Con mia sorpresa la vegetazione non è dissimile da quella della pianura padana, con un predominio di pioppi bianchi, pioppi neri e salici. Le pendici delle montagne portano evidenti e profondi i graffi delle violente precipitazioni. Ogni tanto s’incontra qualche villaggio con le case tipiche chiuse da mura dove si trovano sia l’abitazione che la stalla per i pochi capi allevati. Anche qui le autorità locali ci parlano delle magnifiche sorti del Tibet sotto la guida illuminata della Cina, definendo il Dalai Lama un traditore che va contro gli interessi del suo popolo. Non ci si possono aspettare dichiarazioni di altro tipo di fronte ai commissari del partito comunista. E’ a Pechino che occorre sollevare le questioni se si vogliono avere risposte.
La capitale cinese ci avvolge nella sua mortifera cappa di smog. Passare dall’aria cristallina di Lhasa a quella fosca e pesante di Pechino è davvero uno shock. Due giorni di colloqui con i rappresentanti del Congresso Nazionale del Popolo non producono particolari risultati. E’ netta, comunque, la sensazione che qualcosa stia cambiando anche in Cina, mentre il paese si apre lentamente al resto del mondo. Non grandi cambiamenti, non aperture sostanziali ma almeno si cerca di discutere. I capi di stato europei, d’altronde, non aiutano venendo a Pechino per firmare contratti e non per parlare dei diritti dell’uomo.
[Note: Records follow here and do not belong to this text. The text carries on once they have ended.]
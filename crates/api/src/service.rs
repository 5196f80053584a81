//! Shared business logic — framework-agnostic pure functions.
//!
//! Route handlers stay thin adapters: they extract, call these validators,
//! run the matching `db` builder, and shape the response.

use crate::signup::PasswordRequirements;
use crate::{AuthTokenResponse, ServiceError};

// ─── Validation ─────────────────────────────────────────────────────────────

pub const USERNAME_MAX_LEN: usize = 16;
pub const DISPLAY_NAME_MAX_LEN: usize = 32;
pub const PASSWORD_MAX_LEN: usize = 128;
pub const DEVICE_NAME_MAX_LEN: usize = 30;
pub const DEFAULT_DEVICE_NAME: &str = "unknown";
pub const PROOF_MAX_LEN: usize = 255;
pub const REQUEST_PROOF_MAX_LEN: usize = 200;
pub const DETAILS_MAX_LEN: usize = 50;

pub const DEFAULT_PAGE_LIMIT: u64 = 25;
pub const MAX_PAGE_LIMIT: u64 = 100;

/// Validate and normalize a username. Returns the trimmed username.
pub fn validate_username(username: &str) -> Result<String, ServiceError> {
    let trimmed = username.trim();
    if trimmed.is_empty() || trimmed.chars().count() > USERNAME_MAX_LEN {
        return Err(ServiceError::bad_request(format!(
            "username must be 1-{USERNAME_MAX_LEN} characters"
        )));
    }
    if !trimmed
        .chars()
        .all(|c| c.is_ascii_alphanumeric() || matches!(c, '_' | '-' | '.'))
    {
        return Err(ServiceError::bad_request(
            "username may only contain letters, digits, '_', '-' and '.'",
        ));
    }
    Ok(trimmed.to_string())
}

/// Validate and normalize a display name. Returns the trimmed name.
pub fn validate_display_name(display_name: &str) -> Result<String, ServiceError> {
    let trimmed = display_name.trim();
    if trimmed.is_empty() || trimmed.chars().count() > DISPLAY_NAME_MAX_LEN {
        return Err(ServiceError::bad_request(format!(
            "display_name must be 1-{DISPLAY_NAME_MAX_LEN} characters"
        )));
    }
    Ok(trimmed.to_string())
}

/// Validate a new password. Reports every unmet requirement at once.
pub fn validate_password(password: &str) -> Result<(), ServiceError> {
    let mut errors: Vec<String> = PasswordRequirements::check(password)
        .unmet()
        .iter()
        .map(|r| r.message().to_string())
        .collect();
    if password.chars().count() > PASSWORD_MAX_LEN {
        errors.push(format!(
            "Needs to be at most {PASSWORD_MAX_LEN} characters"
        ));
    }
    if errors.is_empty() {
        Ok(())
    } else {
        Err(ServiceError::BadRequest(errors))
    }
}

/// Validate an optional device label, falling back to `"unknown"`.
pub fn validate_device_name(device_name: Option<&str>) -> Result<String, ServiceError> {
    let trimmed = device_name.map(str::trim).unwrap_or_default();
    if trimmed.is_empty() {
        return Ok(DEFAULT_DEVICE_NAME.to_string());
    }
    if trimmed.chars().count() > DEVICE_NAME_MAX_LEN {
        return Err(ServiceError::bad_request(format!(
            "device_name must be at most {DEVICE_NAME_MAX_LEN} characters"
        )));
    }
    Ok(trimmed.to_string())
}

fn validate_text(field: &str, value: &str, max: usize) -> Result<String, ServiceError> {
    let trimmed = value.trim();
    if trimmed.is_empty() {
        return Err(ServiceError::bad_request(format!(
            "\"{field}\" is not allowed to be empty"
        )));
    }
    if trimmed.chars().count() > max {
        return Err(ServiceError::bad_request(format!(
            "\"{field}\" must be at most {max} characters"
        )));
    }
    Ok(trimmed.to_string())
}

/// Validate proof of a debt or of an IOU's completion.
pub fn validate_proof(proof: &str) -> Result<String, ServiceError> {
    validate_text("proof", proof, PROOF_MAX_LEN)
}

/// Validate proof that a request was fulfilled.
pub fn validate_request_proof(proof: &str) -> Result<String, ServiceError> {
    validate_text("proof", proof, REQUEST_PROOF_MAX_LEN)
}

/// Validate request details.
pub fn validate_details(details: &str) -> Result<String, ServiceError> {
    validate_text("details", details, DETAILS_MAX_LEN)
}

/// Validate an item id (existence is checked against the catalogue separately).
pub fn validate_item_id(item: &str) -> Result<String, ServiceError> {
    validate_text("item", item, 64)
}

/// Validate the other party of an IOU: a well-formed username that isn't the caller.
pub fn validate_counterparty(username: &str, caller: &str) -> Result<String, ServiceError> {
    if username.trim().is_empty() {
        return Err(ServiceError::bad_request(
            "\"username\" is not allowed to be empty",
        ));
    }
    let username = validate_username(username)?;
    if username == caller {
        return Err(ServiceError::bad_request(
            "cannot create an IOU with yourself",
        ));
    }
    Ok(username)
}

/// Resolve paging parameters: `start` defaults to 0, `limit` to 25 and is clamped to 1-100.
pub fn page(start: Option<u64>, limit: Option<u64>) -> (u64, u64) {
    let limit = limit.unwrap_or(DEFAULT_PAGE_LIMIT).clamp(1, MAX_PAGE_LIMIT);
    (start.unwrap_or(0), limit)
}

// ─── Timestamps ─────────────────────────────────────────────────────────────

/// Storage format for every timestamp column (UTC).
pub const TIMESTAMP_FORMAT: &str = "%Y-%m-%d %H:%M:%S";

/// Format a unix timestamp in [`TIMESTAMP_FORMAT`].
pub fn format_timestamp(unix: u64) -> Result<String, ServiceError> {
    let dt = i64::try_from(unix)
        .ok()
        .and_then(|secs| chrono::DateTime::from_timestamp(secs, 0))
        .ok_or_else(|| ServiceError::Internal("invalid timestamp".into()))?;
    Ok(dt.format(TIMESTAMP_FORMAT).to_string())
}

// ─── Auth Token Resolution ──────────────────────────────────────────────────

/// Extract the token from an `Authorization: Bearer <token>` header value.
pub fn resolve_bearer(header: Option<&str>) -> Result<&str, ServiceError> {
    header
        .and_then(|v| v.strip_prefix("Bearer "))
        .map(str::trim)
        .filter(|t| !t.is_empty())
        .ok_or_else(|| ServiceError::Unauthorized("Not authenticated".into()))
}

// ─── Token Bundle ───────────────────────────────────────────────────────────

/// Pre-computed token bundle returned by [`prepare_token_bundle`].
///
/// The caller only needs to insert the refresh token row and return
/// `response`.
pub struct TokenBundle {
    /// SHA-256 hash of the refresh token (stored in DB).
    pub token_hash: String,
    /// Creation time column value.
    pub created_time: String,
    /// Expiry time column value.
    pub expiry_time: String,
    /// Ready-to-return API response.
    pub response: AuthTokenResponse,
}

/// Build a [`TokenBundle`] containing a JWT, refresh token, and the auth response.
pub fn prepare_token_bundle(
    jwt_secret: &str,
    username: &str,
    display_name: &str,
    now_unix: u64,
) -> Result<TokenBundle, ServiceError> {
    use crate::crypto;

    let access_token = crypto::sign_jwt(username, jwt_secret, now_unix);
    let refresh_token = crypto::generate_token()?;
    let token_hash = crypto::hash_token(&refresh_token);

    Ok(TokenBundle {
        token_hash,
        created_time: format_timestamp(now_unix)?,
        expiry_time: format_timestamp(now_unix + crypto::REFRESH_EXPIRY_SECS)?,
        response: AuthTokenResponse {
            access_token,
            refresh_token,
            expires_in: crypto::JWT_EXPIRY_SECS,
            username: username.to_string(),
            display_name: display_name.to_string(),
        },
    })
}

/// Fresh UUID v4 for IOU and request ids.
pub fn new_id() -> String {
    uuid::Uuid::new_v4().to_string()
}

#[cfg(test)]
mod tests {
    use super::*;

    #[test]
    fn test_validate_username() {
        assert_eq!(validate_username("  alice ").unwrap(), "alice");
        assert!(validate_username("a.b-c_1").is_ok());
        assert!(validate_username("").is_err());
        assert!(validate_username("   ").is_err());
        assert!(validate_username("has space").is_err());
        assert!(validate_username(&"x".repeat(16)).is_ok());
        assert!(validate_username(&"x".repeat(17)).is_err());
    }

    #[test]
    fn test_validate_display_name() {
        assert_eq!(validate_display_name(" Alice A. ").unwrap(), "Alice A.");
        assert!(validate_display_name("").is_err());
        assert!(validate_display_name(&"x".repeat(33)).is_err());
    }

    #[test]
    fn password_errors_list_every_unmet_requirement() {
        assert!(validate_password("Secret!pw").is_ok());
        match validate_password("abc") {
            Err(ServiceError::BadRequest(errors)) => {
                assert_eq!(errors.len(), 3);
                assert_eq!(errors[0], "Needs to be at least 8 characters");
            }
            other => panic!("expected BadRequest, got {other:?}"),
        }
        match validate_password("abcdefgh!") {
            Err(ServiceError::BadRequest(errors)) => {
                assert_eq!(errors, vec!["Needs to have one upper-case character"]);
            }
            other => panic!("expected BadRequest, got {other:?}"),
        }
        assert!(validate_password(&format!("A!{}", "x".repeat(127))).is_err());
    }

    #[test]
    fn device_name_defaults_and_bounds() {
        assert_eq!(validate_device_name(None).unwrap(), "unknown");
        assert_eq!(validate_device_name(Some("  ")).unwrap(), "unknown");
        assert_eq!(validate_device_name(Some(" laptop ")).unwrap(), "laptop");
        assert!(validate_device_name(Some(&"d".repeat(31))).is_err());
    }

    #[test]
    fn text_fields_reject_empty_and_long() {
        assert!(validate_proof("").is_err());
        assert_eq!(validate_proof(" photo.jpg ").unwrap(), "photo.jpg");
        assert!(validate_request_proof(&"p".repeat(201)).is_err());
        assert!(validate_details(&"d".repeat(50)).is_ok());
        assert!(validate_details(&"d".repeat(51)).is_err());
        assert!(validate_item_id("").is_err());
    }

    #[test]
    fn counterparty_cannot_be_the_caller() {
        assert_eq!(validate_counterparty("bob", "alice").unwrap(), "bob");
        assert!(validate_counterparty("alice", "alice").is_err());
        assert!(validate_counterparty("", "alice").is_err());
    }

    #[test]
    fn paging_defaults_and_clamps() {
        assert_eq!(page(None, None), (0, 25));
        assert_eq!(page(Some(50), Some(10)), (50, 10));
        assert_eq!(page(None, Some(0)), (0, 1));
        assert_eq!(page(None, Some(1_000)), (0, 100));
    }

    #[test]
    fn bearer_header_parsing() {
        assert_eq!(resolve_bearer(Some("Bearer abc")).unwrap(), "abc");
        assert!(resolve_bearer(None).is_err());
        assert!(resolve_bearer(Some("Basic abc")).is_err());
        assert!(resolve_bearer(Some("Bearer ")).is_err());
    }

    #[test]
    fn timestamps_use_storage_format() {
        assert_eq!(format_timestamp(0).unwrap(), "1970-01-01 00:00:00");
    }

    #[test]
    fn token_bundle_expires_after_seven_days() {
        let bundle = prepare_token_bundle("secret", "alice", "Alice", 0).unwrap();
        assert_eq!(bundle.created_time, "1970-01-01 00:00:00");
        assert_eq!(bundle.expiry_time, "1970-01-08 00:00:00");
        assert_eq!(bundle.response.expires_in, 3600);
        assert_eq!(
            bundle.token_hash,
            crate::crypto::hash_token(&bundle.response.refresh_token)
        );
        assert_eq!(
            crate::crypto::verify_jwt(&bundle.response.access_token, "secret", 0).unwrap(),
            "alice"
        );
    }
}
In Tibet, al di là della sincera ospitalità, siamo stati usati come strumento di propaganda del regime e le informazioni raccolte non hanno accresciuto di molto la conoscenza che già avevo della regione. Le sera prima della partenza, però, ci coglie di sorpresa la notizia che gli inviati del Dalai Lama sono stati invitati a Pechino per una nuova serie di colloqui. Difficile prevederne gli sviluppi. Ricominciare a parlarsi è, comunque, già qualcosa.